Then why is so much of the housing that’s available to the poor, whether in housing projects or through section 8 vouchers, in horrible condition? Or totally unaffordable? Or too small for their families? Or all of the above? (For more on this, read Matthew Desmond’s outstanding Evicted.) And that poor housing can have life-long effects on children who are raised in situations where they’re exposed to lead paint, mold, radon, carbon monoxide, and the like.

If we don’t hate the poor, why do we treat them like they’re less than human? Like their lives don’t have meaning?

I blame, at least in part, our Puritan heritage.

If it’s been awhile since your last American history class, recall that the earliest settlers in the New World, particularly in the New England colonies, were frequently Puritans. Having decided that the Church of England were insufficiently “reformed” for their tastes and were really just papists in disguise, they were insufferably self-righteous and not too popular, and so fled religious persecution in the Old World to found, notably, the Plymouth and Massachusetts Bay colonies (among others).

One of the key tenets of Puritanism is that one is saved only by grace, not through works. God alone chooses the redeemed – those who try to “earn” redemption through their works are actually damned (take that, Catholics!).

Relatedly, they believed “that money and wealth were gifts from God.”

So if money and wealth are a sign of God’s favor, what does it mean if you’re poor, if you don’t enjoy money and wealth? Does that mean God doesn’t favor you?

Although some scholars of Puritanism claim that doesn’t necessarily follow – that in fact, poverty can also be a sign of God’s blessing, teaching you to control your desires – in practice, “rich = favored by God, poor = not favored by God” became deep seated in our national consciousness.

I think there’s also an element of the same pathology that makes women unsympathetic jurors in rape cases: we have to “other” those people who are in a situation we don’t want to be in as a talisman of protection that we’ll never find ourselves in that situation. “I’ll never be raped because I would never dress like that.”  “I’ll never be poor because I would never choose to buy a steak when my budget is tight.”

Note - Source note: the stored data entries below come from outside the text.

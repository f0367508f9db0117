//! Pre-order traversal of a box tree.
//!
//! A parent is always visited immediately before the first box of its children block,
//! and children are visited in the order they are listed.

use crate::tree::{BoxRef, BoxTree, MdBox};

/// Pre-order walker yielding handles.
///
/// The walker does not borrow the tree between steps, so the caller may mutate the
/// box it was just handed (e.g. release a leaf's events) before asking for the next.
#[derive(Debug, Clone, Default)]
pub struct Traversal {
    stack: Vec<BoxRef>,
}

impl Traversal {
    #[must_use]
    pub fn new(root: Option<BoxRef>) -> Self {
        Self {
            stack: root.into_iter().collect(),
        }
    }

    /// Returns the next box, or `None` when the walk is complete.
    ///
    /// Unknown handles are skipped.
    pub fn next<E>(&mut self, tree: &BoxTree<E>) -> Option<BoxRef> {
        loop {
            let handle = self.stack.pop()?;
            if let Some(mdbox) = tree.get(handle) {
                self.stack.extend(mdbox.children().iter().rev());
                return Some(handle);
            }
        }
    }
}

/// Borrowing pre-order iterator.
pub struct Preorder<'a, E> {
    tree: &'a BoxTree<E>,
    walker: Traversal,
}

impl<'a, E> Preorder<'a, E> {
    pub(crate) fn new(tree: &'a BoxTree<E>) -> Self {
        Self {
            tree,
            walker: tree.traversal(),
        }
    }
}

impl<'a, E> Iterator for Preorder<'a, E> {
    type Item = &'a MdBox<E>;

    fn next(&mut self) -> Option<Self::Item> {
        let handle = self.walker.next(self.tree)?;
        self.tree.get(handle)
    }
}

Our psychology and, in the US, our history, inclines us to think that people get what they deserve – rich people earned it; poor people are lazy and make bad choices. The alternative – that life can be pretty random; that some people have advantages that others, through no fault of their own, lack; that “he maketh his sun to rise on the evil and on the good, and sendeth rain on the just and on the unjust” (Matthew 5:45) – is just too painful to fathom.

You know what fixes that attitude? Getting to know poor people.”The more you engage with with people unlike you and learn about their lives and stories, the harder it is to see them as stereotypes or to dismiss their challenges as trivial.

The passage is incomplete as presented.